Mathematical result 7
, but the function will return 2
because it n*2
will overflow.
Then the solution is simple: instead you just need to use a 64-bit integer. Assuming the function declaration must remain the same:
inline unsigned int f(unsigned int n, unsigned int p)
{
return (static_cast<unsigned long long int>(n)*2-1)%p;
}
Everything is good. At least in principle. The problem is that this function will be called millions of times in my code (I mean the overflow version) and the 64 bit module is slower than the 32 bit version (see here ).
The question is: is there any trick (mathematical or algorithmic) to avoid doing the 64-bit version of the module operation.
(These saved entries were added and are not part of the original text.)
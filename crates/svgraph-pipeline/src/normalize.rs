//! Data-to-drawing coordinate transform.
//!
//! Maps sorted samples into drawing space:
//!
//! ```text
//! px = x × scale + margin
//! py = margin + y_max − y
//! ```
//!
//! The Y-axis is **flipped** so that larger data values sit higher in
//! the image. Only the horizontal axis responds to the container width;
//! vertical scale is always 1, so charts stretch to fill the width but
//! keep their vertical proportions.
//!
//! `margin` is the smallest coordinate on both axes for data at or above
//! the origin, which leaves room for the axis lines.

use crate::bounds::Bounds;
use crate::types::{Point, Sample};

/// Fraction of the container width the scaled chart may occupy.
pub const SCALE_SAFETY: f64 = 0.95;

/// Compute the horizontal scale factor.
///
/// Returns 1 unless `scaled` is set and `container_width` exceeds the
/// unscaled extent `x_max + 2 × margin`. In that case the factor is
/// `container_width × SCALE_SAFETY / (x_max + 2 × margin)`, rounded to
/// two decimal places.
///
/// An extent that is not positive (all-negative `x` with a small margin)
/// cannot be stretched meaningfully and also yields 1.
#[must_use]
#[allow(clippy::suboptimal_flops)]
pub fn scale_factor(bounds: &Bounds, margin: f64, scaled: bool, container_width: Option<f64>) -> f64 {
    let extent = bounds.x_max + 2.0 * margin;
    match container_width {
        Some(width) if scaled && extent > 0.0 && width > extent => {
            round2(width * SCALE_SAFETY / extent)
        }
        _ => 1.0,
    }
}

/// Round half-up to two decimal places.
///
/// Rounds the exact binary value: `110 × 0.95 / 100` evaluates to
/// `1.0449999...` and gives `1.04`, where `(v × 100).round() / 100`
/// would see `104.5` and give `1.05`.
fn round2(value: f64) -> f64 {
    // Exact ties (odd multiples of 1/8) are rounded upwards explicitly;
    // `value × 100` is exact for them.
    if (value * 8.0).fract() == 0.0 && (value * 4.0).fract() != 0.0 {
        return (value * 100.0).round() / 100.0;
    }
    format!("{value:.2}").parse().unwrap_or(value)
}

/// Map samples into drawing space, preserving their order.
#[must_use]
#[allow(clippy::suboptimal_flops)] // mul_add rounds differently
pub fn normalize_points(samples: &[Sample], bounds: &Bounds, scale: f64, margin: f64) -> Vec<Point> {
    samples
        .iter()
        .map(|s| Point::new(s.x * scale + margin, margin + bounds.y_max - s.y))
        .collect()
}
//! Document frame geometry: image size, axis lines and label anchors.
//!
//! The frame only depends on the bounds, the horizontal scale and the
//! margin. With `mx = x_max × scale` and `my = y_max`:
//!
//! ```text
//! width    = mx + 4 × margin
//! height   = my + 2 × margin
//! y axis   = (margin, 0) -> (margin, margin + my + 0.5)
//! x axis   = (2 × margin + mx, margin + my) -> (margin, margin + my)
//! x label  = ((mx − x_min × scale) / 2 + margin, 2 × margin + my)
//! y label  = (−(my + margin) / 2 + margin, 0), rotated −90° about (margin, margin / 2)
//! ```

use serde::{Deserialize, Serialize};

use crate::bounds::Bounds;
use crate::marker::Marker;
use crate::smooth::CurvePath;
use crate::types::{Dimensions, Point};

/// A straight line between two points.
#[derive(Debug, Clone, Copy, PartialEq, Serialize, Deserialize)]
pub struct Segment {
    /// First endpoint.
    pub from: Point,
    /// Second endpoint.
    pub to: Point,
}

/// Where an axis label is drawn.
#[derive(Debug, Clone, Copy, PartialEq, Serialize, Deserialize)]
pub struct LabelAnchor {
    /// Text anchor position (middle-anchored).
    pub position: Point,
    /// Clockwise rotation in degrees applied about `origin`.
    pub rotation: f64,
    /// Rotation origin.
    pub origin: Point,
}

/// Axis and label geometry of the chart image.
#[derive(Debug, Clone, Copy, PartialEq, Serialize, Deserialize)]
pub struct Frame {
    /// Image size.
    pub dimensions: Dimensions,
    /// Vertical axis line.
    pub y_axis: Segment,
    /// Horizontal axis line.
    pub x_axis: Segment,
    /// Anchor of the horizontal axis label.
    pub x_label: LabelAnchor,
    /// Anchor of the vertical axis label.
    pub y_label: LabelAnchor,
}

impl Frame {
    /// Compute the frame for the given extent.
    #[must_use]
    pub fn new(bounds: &Bounds, scale: f64, margin: f64) -> Self {
        let max_x = bounds.x_max * scale;
        let min_x = bounds.x_min * scale;
        let max_y = bounds.y_max;
        let baseline = margin + max_y;

        Self {
            dimensions: Dimensions {
                width: 4.0f64.mul_add(margin, max_x),
                height: 2.0f64.mul_add(margin, max_y),
            },
            y_axis: Segment {
                from: Point::new(margin, 0.0),
                to: Point::new(margin, baseline + 0.5),
            },
            x_axis: Segment {
                from: Point::new(2.0f64.mul_add(margin, max_x), baseline),
                to: Point::new(margin, baseline),
            },
            x_label: LabelAnchor {
                position: Point::new((max_x - min_x) / 2.0 + margin, 2.0f64.mul_add(margin, max_y)),
                rotation: 0.0,
                origin: Point::new(0.0, 0.0),
            },
            y_label: LabelAnchor {
                position: Point::new(-(max_y + margin) / 2.0 + margin, 0.0),
                rotation: -90.0,
                origin: Point::new(margin, margin / 2.0),
            },
        }
    }
}

/// Everything derived from one pipeline run.
#[derive(Debug, Clone, PartialEq, Serialize, Deserialize)]
pub struct ChartLayout {
    /// Data-space extent of the samples.
    pub bounds: Bounds,
    /// Horizontal scale factor applied to `x`.
    pub scale: f64,
    /// Margin used for the transform and the frame.
    pub margin: f64,
    /// Normalized points in x-ascending order.
    pub points: Vec<Point>,
    /// Smooth path through `points`.
    pub path: CurvePath,
    /// One marker per point.
    pub markers: Vec<Marker>,
    /// Image size, axes and label anchors.
    pub frame: Frame,
}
And what will the new version be f
with this trick? (keeping the same declaration).
- Note 1:
n > 0
- Note 2:
p > 2
- Note 3:
n
may be lowerp
:n=4294967289U
,p=4294967291U
- Note 4: the less the modulation operation is used, the better (3 32 bits modulo is too large, 2 is interesting, and 1 will definitely outperform)
- Note 5: of course the result will be processor dependent. Let's assume the latest supercomputers are using the latest available xeon.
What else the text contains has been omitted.